The Return of Real Estate Markets

Published on December 20, 2010

In the future, successful real estate investors will have to look at the long-term outlook of the credit markets in addition to simply whether an investment can generate cash.

That was the prediction of Adam Metz, CEO of General Growth Properties (GGP), a real estate investment trust that is the second-largest owner of shopping malls in the country. Metz was among experts who spoke November 11 at the fourth annual Real Estate Conference, sponsored by the Chicago Booth Real Estate Alumni Group. The daylong conference included presentations from such real estate experts as Sam Chandan of Real Capital Analytics; Randy Mundt, president and CIO of Principal Real Estate Investors; Ken Riggs ’94, CEO of Real Estate Research Corporation; and Neil Bluhm, founder of Walton Street Capital. Steven Kaplan, Neubauer Family Professor of Finance and Entrepreneurship, spoke about the performance of private equity and its relationship to private real estate.

Metz spoke two days after his company emerged from Chapter 11 bankruptcy protection, the result of not being able to refinance the company’s debt in 2009 despite strong revenue from its 150-plus properties.

“People are good at underwriting cash flows. What people didn’t underwrite is the lending part — the downside of the credit markets, which could be huge,” Metz said. “You need to figure out what margin of safety you need. You need to underwrite a margin of safety, I think, that is pretty big.”

Moderator Joseph Pagliari, Jr., clinical professor of real estate, said GGP’s emergence from bankruptcy set a market standard that would be important for years to come. The company restructured its hard-to-value assets into a separate division in order to keep valuation strong among its core properties. “I really admire what Adam and his team has done, taking GGP through a very difficult process. I think it has changed the real estate market landscape in marked ways; I don’t want to say forever, but for a long time.”

Stories like GGP’s emergence from bankruptcy are a positive sign for a real estate market that seems to be growing stronger after the global economic crisis of 2008. “We’re back at 2005 prices,” said Michael Kirby, ’85, chairman and director of research for Green Street Advisors. “We still think real estate is cheap relative to bonds. The next move is probably up again. Unlevered real estate will deliver a return of, call it, 7.5% today. That’s still pretty attractive, relative to the ultra-low bond environment.”

“What’s clearly happened over the past 12 months is a rush to what we call core real estate, which is well-leased, has lots of term and credit, and, for many people, has become a substitute for fixed-income or bond investments,” said Stephen Livaditis, senior managing director of Eastdil Secured. “We’re also seeing a lot of money coming into real estate as a substitute for other investments.”

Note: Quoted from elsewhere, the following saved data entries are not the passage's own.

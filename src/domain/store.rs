use async_trait::async_trait;
use thiserror::Error;

use super::todo::{Todo, TodoId};

#[derive(Debug, Clone, Error, PartialEq, Eq)]
pub enum StoreError {
    /// Simulated network/service outage. Display text matches what the
    /// original front-end showed for any non-OK response.
    #[error("Something went wrong")]
    Transport,

    #[error("todo {0} not found")]
    NotFound(TodoId),

    /// Empty title submitted; the client is expected to disable the
    /// action control before this can happen.
    #[error("title must not be empty")]
    EmptyTitle,
}

/// The authoritative todo collection. Mutations acknowledge without
/// content; callers re-fetch via `list` rather than patching locally.
#[async_trait]
pub trait TodoStore: Send + Sync + 'static {
    /// Full collection in insertion order.
    async fn list(&self) -> Result<Vec<Todo>, StoreError>;
    /// Assigns the next id (strictly greater than every id handed out so
    /// far, even across deletions) and appends.
    async fn create(&self, title: &str) -> Result<(), StoreError>;
    /// Replaces the title in place, preserving position.
    async fn update(&self, id: TodoId, title: &str) -> Result<(), StoreError>;
    /// Removes if present; absent ids are a silent no-op.
    async fn delete(&self, id: TodoId) -> Result<(), StoreError>;
}

#[async_trait]
impl<S: TodoStore> TodoStore for std::sync::Arc<S> {
    async fn list(&self) -> Result<Vec<Todo>, StoreError> {
        self.as_ref().list().await
    }

    async fn create(&self, title: &str) -> Result<(), StoreError> {
        self.as_ref().create(title).await
    }

    async fn update(&self, id: TodoId, title: &str) -> Result<(), StoreError> {
        self.as_ref().update(id, title).await
    }

    async fn delete(&self, id: TodoId) -> Result<(), StoreError> {
        self.as_ref().delete(id).await
    }
}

However, Livaditis said, the growth “drops off pretty big for anything outside of core.” “Nobody wants to take a risk on these value-added investments,” he said. Also, while deal terms and return expectations have returned to 2005 levels (with top-line income on most investments dropping significantly), lenders are requiring more equity before dispensing loans. Kim Redding, CEO and CIO of Brookfield Investment Management, concurred.

The panelists debated whether real estate investment trusts (REITs) have more volatility than typical private real estate funds. Kirby said he preferred the REIT structure because of the governance that a public market brings along. But Pagliari cautioned that the public markets could bring with it some fluctuation. “You also have to acknowledge there are public market influences on price, which allows price to go up and down more than in the private market.”

Metz disagreed, saying that both private investors and public funds price their investments based on risk. “It’s the same investment; it should be the same risk.”

At the end of the day, Kirby mentioned, it shouldn’t matter to savvy investors. “Who cares?” Kirby asked. “Any investor should think about their investments on a 5- or 10-year time frame, and then volatility goes away.”

The conference concluded with a consultants panel, moderated by Nat Marrs, ’04, and partner at Kirkland & Ellis, that included Bill Foster, managing director at Courtland Partners, Ltd.; Tony Frammartino, principal at the Townsend Group; John Parsons, managing director at MacGregor Associates; and Cate Polleys, principal at Ennis Knupp.